Signed-off-by: Dave Chinner <dchinner@redhat.com>
Reviewed-by: Darrick J. Wong <djwong@kernel.org>
---
fs/xfs/kmem.c | 39 -----------------------------------
fs/xfs/kmem.h | 1 -
fs/xfs/libxfs/xfs_attr_leaf.c | 2 +-
fs/xfs/scrub/attr.c | 14 +++++++------
fs/xfs/scrub/attr.h | 3 ---
fs/xfs/xfs_log.c | 4 ++--
fs/xfs/xfs_log_cil.c | 10 ++++++++-
fs/xfs/xfs_log_recover.c | 2 +-
fs/xfs/xfs_trace.h | 1 -
9 files changed, 21 insertions(+), 55 deletions(-)
diff --git a/fs/xfs/kmem.c b/fs/xfs/kmem.c
index 3f2979fd2f2b..6f49bf39183c 100644
--- a/fs/xfs/kmem.c
+++ b/fs/xfs/kmem.c
@@ -29,42 +29,3 @@ kmem_alloc(size_t size, xfs_km_flags_t flags)
congestion_wait(BLK_RW_ASYNC, HZ/50);
} while (1);
}
-
-
-/*
- * __vmalloc() will allocate data pages and auxiliary structures (e.g.
- * pagetables) with GFP_KERNEL, yet we may be under GFP_NOFS context here.

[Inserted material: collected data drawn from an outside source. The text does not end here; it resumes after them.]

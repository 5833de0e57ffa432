//! Audio decode thread: pump → accurate-seek filter → sample queue.

use std::sync::Arc;

use avsync_types::{MediaType, Message};

use crate::accurate_seek::{DropTracker, Verdict};
use crate::decoder::{DecodeOutcome, Decoder};
use crate::frame_queue::FrameMeta;
use crate::state::{Shared, StreamRequest};

pub(crate) fn run(shared: Arc<Shared>, mut decoder: Decoder) {
    let mut tracker = DropTracker::default();
    tracing::debug!(stream = decoder.stream_index(), "audio thread started");

    loop {
        let frame = match decoder.decode_frame(&*shared) {
            DecodeOutcome::Frame(frame) => frame,
            DecodeOutcome::Finished => continue,
            DecodeOutcome::Aborted => break,
            DecodeOutcome::Fatal(code) => {
                let stream = decoder.stream_index();
                tracing::error!(stream, code, "audio stream failed, closing it");
                shared.post(Message::StreamFatal { stream, code });
                shared.accurate.withdraw(MediaType::Audio);
                shared.request_stream(StreamRequest::Close(stream));
                break;
            }
        };
        let Some(buf) = frame.audio().cloned() else {
            continue;
        };
        shared.stats.frame_decoded();

        // The pump already rescaled audio pts into 1/sample_rate.
        let pts = frame
            .pts
            .filter(|_| buf.sample_rate > 0)
            .map(|ticks| ticks as f64 / f64::from(buf.sample_rate));
        let duration = buf.duration();

        if shared.config.accurate_seek && !shared.seek_pending() {
            let end_us = pts.map(|p| ((p + duration) * 1_000_000.0) as i64);
            let verdict = shared.accurate.filter(
                MediaType::Audio,
                end_us,
                &mut tracker,
                shared.accurate_filter_params(),
                &shared.notifier,
            );
            if verdict == Verdict::Drop {
                continue;
            }
        }

        let Some(slot) = shared.sampq.peek_writable() else {
            break;
        };
        let serial = decoder.pkt_serial();
        slot.commit(
            FrameMeta {
                pts,
                duration,
                pos: frame.pos,
                serial,
            },
            buf,
        );
        if shared.audioq.serial() != serial {
            tracing::trace!(serial, "queued audio from a stale generation");
        }
    }
    decoder.close();
    tracing::debug!(stream = decoder.stream_index(), "audio thread exited");
}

Hence
- * we need to tell memory reclaim that we are in such a context via
- * PF_MEMALLOC_NOFS to prevent memory reclaim re-entering the filesystem here
- * and potentially deadlocking.
- */
-static void *
-__kmem_vmalloc(size_t size, xfs_km_flags_t flags)
-{
- unsigned nofs_flag = 0;
- void *ptr;
- gfp_t lflags = kmem_flags_convert(flags);
-
- if (flags & KM_NOFS)
- nofs_flag = memalloc_nofs_save();
-
- ptr = __vmalloc(size, lflags);
-
- if (flags & KM_NOFS)
- memalloc_nofs_restore(nofs_flag);
-
- return ptr;
-}
-
-void *
-kmem_alloc_large(size_t size, xfs_km_flags_t flags)
-{
- void *ptr;
-
- trace_kmem_alloc_large(size, flags, _RET_IP_);
-
- ptr = kmem_alloc(size, flags | KM_MAYFAIL);
- if (ptr)
- return ptr;
- return __kmem_vmalloc(size, flags);
-}
diff --git a/fs/xfs/kmem.h b/fs/xfs/kmem.h
index 9ff20047f8b8..54da6d717a06 100644
--- a/fs/xfs/kmem.h
+++ b/fs/xfs/kmem.h
@@ -57,7 +57,6 @@ kmem_flags_convert(xfs_km_flags_t flags)
}
extern void *kmem_alloc(size_t, xfs_km_flags_t);
-extern void *kmem_alloc_large(size_t size, xfs_km_flags_t);
static inline void kmem_free(const void *ptr)
{
kvfree(ptr);
diff --git a/fs/xfs/libxfs/xfs_attr_leaf.c b/fs/xfs/libxfs/xfs_attr_leaf.c
index b910bd209949..16d64872acc0 100644
--- a/fs/xfs/libxfs/xfs_attr_leaf.c
+++ b/fs/xfs/libxfs/xfs_attr_leaf.c
@@ -489,7 +489,7 @@ xfs_attr_copy_value(
}
if (!args->value) {
- args->value = kmem_alloc_large(valuelen, KM_NOLOCKDEP);
+ args->value = kvmalloc(valuelen, GFP_KERNEL | __GFP_NOLOCKDEP);
if (!args->value)
return -ENOMEM;
}
diff --git a/fs/xfs/scrub/attr.c b/fs/xfs/scrub/attr.c
index 552af0cf8482..6c36af6dbd35 100644
--- a/fs/xfs/scrub/attr.c
+++ b/fs/xfs/scrub/attr.c
@@ -25,11 +25,11 @@
* reallocating the buffer if necessary. Buffer contents are not preserved
* across a reallocation.
*/
-int
+static int
xchk_setup_xattr_buf(
struct xfs_scrub *sc,
size_t value_size,
- xfs_km_flags_t flags)
+ gfp_t flags)
{
size_t sz;
struct xchk_xattr_buf *ab = sc->buf;
@@ -57,7 +57,7 @@ xchk_setup_xattr_buf(
* Don't zero the buffer upon allocation to avoid runtime overhead.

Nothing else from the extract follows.